**The task**: Gather from the listing below each line that includes the word "takes", and copy it.

**Input data**:
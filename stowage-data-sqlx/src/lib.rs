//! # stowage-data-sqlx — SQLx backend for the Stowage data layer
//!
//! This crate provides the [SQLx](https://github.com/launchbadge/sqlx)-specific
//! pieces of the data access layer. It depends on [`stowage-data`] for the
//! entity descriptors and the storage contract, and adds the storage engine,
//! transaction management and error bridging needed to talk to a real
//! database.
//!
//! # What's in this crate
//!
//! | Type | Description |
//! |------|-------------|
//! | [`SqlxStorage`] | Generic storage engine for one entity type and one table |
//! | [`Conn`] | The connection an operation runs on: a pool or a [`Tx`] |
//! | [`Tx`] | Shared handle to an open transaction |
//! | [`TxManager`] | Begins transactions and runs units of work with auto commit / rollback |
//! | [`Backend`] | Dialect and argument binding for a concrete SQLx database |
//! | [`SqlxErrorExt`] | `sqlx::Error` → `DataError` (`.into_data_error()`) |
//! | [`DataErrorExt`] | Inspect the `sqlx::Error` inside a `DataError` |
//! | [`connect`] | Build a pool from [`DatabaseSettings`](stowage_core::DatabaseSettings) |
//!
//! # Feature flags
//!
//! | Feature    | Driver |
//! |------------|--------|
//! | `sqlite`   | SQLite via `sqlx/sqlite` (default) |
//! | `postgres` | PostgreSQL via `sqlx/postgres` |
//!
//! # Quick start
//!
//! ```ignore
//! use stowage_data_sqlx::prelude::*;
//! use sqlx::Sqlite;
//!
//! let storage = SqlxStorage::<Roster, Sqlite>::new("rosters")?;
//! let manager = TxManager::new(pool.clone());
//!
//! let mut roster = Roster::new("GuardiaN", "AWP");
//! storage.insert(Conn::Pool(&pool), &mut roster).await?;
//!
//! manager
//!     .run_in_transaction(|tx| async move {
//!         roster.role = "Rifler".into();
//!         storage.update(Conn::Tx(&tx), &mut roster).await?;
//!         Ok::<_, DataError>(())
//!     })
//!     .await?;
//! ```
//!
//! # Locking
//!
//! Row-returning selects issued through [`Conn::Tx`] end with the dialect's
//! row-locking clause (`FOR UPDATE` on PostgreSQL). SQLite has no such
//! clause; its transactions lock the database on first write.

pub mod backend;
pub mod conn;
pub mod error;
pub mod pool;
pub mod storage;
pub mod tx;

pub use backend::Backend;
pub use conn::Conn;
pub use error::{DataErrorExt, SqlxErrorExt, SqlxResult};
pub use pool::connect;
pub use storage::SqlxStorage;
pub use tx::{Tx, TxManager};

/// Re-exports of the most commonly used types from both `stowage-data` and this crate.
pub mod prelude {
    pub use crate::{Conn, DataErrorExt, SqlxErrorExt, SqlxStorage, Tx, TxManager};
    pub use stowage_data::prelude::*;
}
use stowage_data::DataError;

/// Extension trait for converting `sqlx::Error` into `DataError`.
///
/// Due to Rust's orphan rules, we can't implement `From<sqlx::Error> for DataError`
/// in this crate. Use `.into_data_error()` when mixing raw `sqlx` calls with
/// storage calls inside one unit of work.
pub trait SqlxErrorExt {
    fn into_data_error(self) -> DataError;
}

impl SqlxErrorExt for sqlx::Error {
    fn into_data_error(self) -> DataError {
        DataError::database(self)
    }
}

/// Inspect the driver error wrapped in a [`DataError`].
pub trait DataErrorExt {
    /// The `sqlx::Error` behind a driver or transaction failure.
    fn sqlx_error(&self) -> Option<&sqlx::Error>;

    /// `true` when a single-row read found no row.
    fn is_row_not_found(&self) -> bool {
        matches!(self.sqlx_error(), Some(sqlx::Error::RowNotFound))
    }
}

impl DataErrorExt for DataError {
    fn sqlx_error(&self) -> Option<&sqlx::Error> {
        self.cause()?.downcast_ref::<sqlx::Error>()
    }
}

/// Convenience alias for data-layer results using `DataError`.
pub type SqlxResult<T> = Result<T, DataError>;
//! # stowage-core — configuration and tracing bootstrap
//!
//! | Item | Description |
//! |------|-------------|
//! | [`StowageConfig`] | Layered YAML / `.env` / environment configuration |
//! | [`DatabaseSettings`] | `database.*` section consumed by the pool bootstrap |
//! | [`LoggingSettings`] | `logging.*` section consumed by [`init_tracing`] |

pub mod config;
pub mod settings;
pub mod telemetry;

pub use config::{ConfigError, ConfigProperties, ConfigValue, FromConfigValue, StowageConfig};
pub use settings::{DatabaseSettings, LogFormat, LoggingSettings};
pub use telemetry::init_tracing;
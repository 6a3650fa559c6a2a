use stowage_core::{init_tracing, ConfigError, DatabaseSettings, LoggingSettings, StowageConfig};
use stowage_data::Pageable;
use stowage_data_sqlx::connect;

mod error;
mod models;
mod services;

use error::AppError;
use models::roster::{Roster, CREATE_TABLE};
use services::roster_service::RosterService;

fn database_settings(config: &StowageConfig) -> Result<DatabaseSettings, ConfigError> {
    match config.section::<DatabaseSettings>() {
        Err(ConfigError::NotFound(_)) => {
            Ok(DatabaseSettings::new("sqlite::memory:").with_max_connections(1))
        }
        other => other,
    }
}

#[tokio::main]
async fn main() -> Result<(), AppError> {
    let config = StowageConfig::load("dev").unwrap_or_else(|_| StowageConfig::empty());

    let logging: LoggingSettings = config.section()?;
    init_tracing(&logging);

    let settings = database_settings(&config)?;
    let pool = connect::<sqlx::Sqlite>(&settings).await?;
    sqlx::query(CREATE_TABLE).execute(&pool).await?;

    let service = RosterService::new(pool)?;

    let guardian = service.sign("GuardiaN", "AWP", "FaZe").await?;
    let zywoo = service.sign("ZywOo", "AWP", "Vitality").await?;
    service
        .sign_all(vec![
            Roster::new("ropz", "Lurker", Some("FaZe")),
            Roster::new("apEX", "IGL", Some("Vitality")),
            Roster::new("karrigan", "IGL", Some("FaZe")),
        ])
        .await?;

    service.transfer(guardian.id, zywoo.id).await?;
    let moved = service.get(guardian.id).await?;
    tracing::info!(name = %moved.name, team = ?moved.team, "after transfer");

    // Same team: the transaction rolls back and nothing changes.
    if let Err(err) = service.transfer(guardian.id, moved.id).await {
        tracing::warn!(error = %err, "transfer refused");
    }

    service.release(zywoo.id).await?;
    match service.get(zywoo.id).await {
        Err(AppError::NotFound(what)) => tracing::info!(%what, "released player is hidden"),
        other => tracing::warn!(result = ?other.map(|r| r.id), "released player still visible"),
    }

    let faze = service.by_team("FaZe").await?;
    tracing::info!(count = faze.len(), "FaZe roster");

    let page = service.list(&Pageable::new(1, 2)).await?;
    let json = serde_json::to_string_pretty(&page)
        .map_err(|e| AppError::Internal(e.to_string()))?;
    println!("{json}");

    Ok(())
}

* * *

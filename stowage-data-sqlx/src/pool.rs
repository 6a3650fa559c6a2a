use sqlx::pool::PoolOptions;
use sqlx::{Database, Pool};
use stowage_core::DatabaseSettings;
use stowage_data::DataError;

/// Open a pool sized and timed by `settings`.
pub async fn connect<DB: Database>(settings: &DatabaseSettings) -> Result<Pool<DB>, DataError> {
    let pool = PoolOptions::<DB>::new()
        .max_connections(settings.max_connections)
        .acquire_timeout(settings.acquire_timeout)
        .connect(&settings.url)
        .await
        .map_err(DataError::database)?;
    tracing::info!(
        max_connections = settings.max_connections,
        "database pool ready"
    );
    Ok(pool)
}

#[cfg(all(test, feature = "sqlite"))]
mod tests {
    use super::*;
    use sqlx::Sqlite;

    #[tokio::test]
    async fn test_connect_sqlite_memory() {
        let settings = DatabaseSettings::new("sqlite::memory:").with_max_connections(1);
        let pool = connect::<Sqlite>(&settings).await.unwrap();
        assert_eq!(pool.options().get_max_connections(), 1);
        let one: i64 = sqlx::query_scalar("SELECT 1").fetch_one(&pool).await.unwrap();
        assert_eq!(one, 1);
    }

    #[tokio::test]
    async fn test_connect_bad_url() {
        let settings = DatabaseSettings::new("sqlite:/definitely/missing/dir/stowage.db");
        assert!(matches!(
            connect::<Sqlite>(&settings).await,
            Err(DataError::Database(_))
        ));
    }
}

==

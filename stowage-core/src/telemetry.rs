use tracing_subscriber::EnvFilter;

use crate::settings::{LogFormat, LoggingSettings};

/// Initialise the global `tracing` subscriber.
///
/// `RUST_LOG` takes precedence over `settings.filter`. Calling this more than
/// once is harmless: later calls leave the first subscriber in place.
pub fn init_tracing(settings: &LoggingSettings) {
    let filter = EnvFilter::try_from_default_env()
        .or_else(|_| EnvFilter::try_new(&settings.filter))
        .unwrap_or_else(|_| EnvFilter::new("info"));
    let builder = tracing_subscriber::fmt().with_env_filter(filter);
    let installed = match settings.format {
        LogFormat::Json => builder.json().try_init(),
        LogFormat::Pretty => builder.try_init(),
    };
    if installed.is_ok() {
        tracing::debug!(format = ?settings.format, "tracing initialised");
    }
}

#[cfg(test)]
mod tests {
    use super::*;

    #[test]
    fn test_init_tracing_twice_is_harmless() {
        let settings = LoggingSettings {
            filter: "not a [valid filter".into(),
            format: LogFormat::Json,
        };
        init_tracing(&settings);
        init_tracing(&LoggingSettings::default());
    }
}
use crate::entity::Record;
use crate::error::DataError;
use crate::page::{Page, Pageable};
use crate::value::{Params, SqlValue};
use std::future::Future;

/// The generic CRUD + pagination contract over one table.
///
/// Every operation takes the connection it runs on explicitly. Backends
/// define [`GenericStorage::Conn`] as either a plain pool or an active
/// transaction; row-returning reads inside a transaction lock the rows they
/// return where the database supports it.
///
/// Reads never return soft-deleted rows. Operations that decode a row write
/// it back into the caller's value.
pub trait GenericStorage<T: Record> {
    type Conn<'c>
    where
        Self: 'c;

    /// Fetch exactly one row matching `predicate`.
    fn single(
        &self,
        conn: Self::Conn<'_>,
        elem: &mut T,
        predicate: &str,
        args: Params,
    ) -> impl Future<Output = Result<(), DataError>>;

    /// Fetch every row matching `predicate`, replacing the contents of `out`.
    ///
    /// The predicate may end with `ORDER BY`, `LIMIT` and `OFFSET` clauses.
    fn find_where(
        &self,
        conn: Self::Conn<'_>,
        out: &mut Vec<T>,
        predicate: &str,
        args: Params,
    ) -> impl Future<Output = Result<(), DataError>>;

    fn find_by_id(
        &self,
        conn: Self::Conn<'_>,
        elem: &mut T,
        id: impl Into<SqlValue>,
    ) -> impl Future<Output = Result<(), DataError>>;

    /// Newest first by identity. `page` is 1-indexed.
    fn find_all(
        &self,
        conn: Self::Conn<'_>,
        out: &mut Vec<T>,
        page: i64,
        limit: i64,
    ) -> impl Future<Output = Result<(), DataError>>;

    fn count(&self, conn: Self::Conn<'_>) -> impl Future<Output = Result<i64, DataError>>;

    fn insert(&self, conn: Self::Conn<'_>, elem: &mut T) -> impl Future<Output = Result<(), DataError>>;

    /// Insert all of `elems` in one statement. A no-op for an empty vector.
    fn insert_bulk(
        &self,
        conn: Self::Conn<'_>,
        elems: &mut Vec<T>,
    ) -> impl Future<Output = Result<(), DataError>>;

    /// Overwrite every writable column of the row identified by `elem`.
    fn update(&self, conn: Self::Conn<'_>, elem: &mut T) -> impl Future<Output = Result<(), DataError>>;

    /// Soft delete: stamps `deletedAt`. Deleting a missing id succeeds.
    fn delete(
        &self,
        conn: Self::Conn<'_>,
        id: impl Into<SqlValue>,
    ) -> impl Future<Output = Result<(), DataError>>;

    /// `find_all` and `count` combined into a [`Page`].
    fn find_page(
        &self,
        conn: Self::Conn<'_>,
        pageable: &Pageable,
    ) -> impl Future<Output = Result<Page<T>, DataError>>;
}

**Written response**:
/// `RUST_LOG` takes precedence over `settings.filter`. Calling this more than
/// Every operation takes the connection it runs on explicitly. Backends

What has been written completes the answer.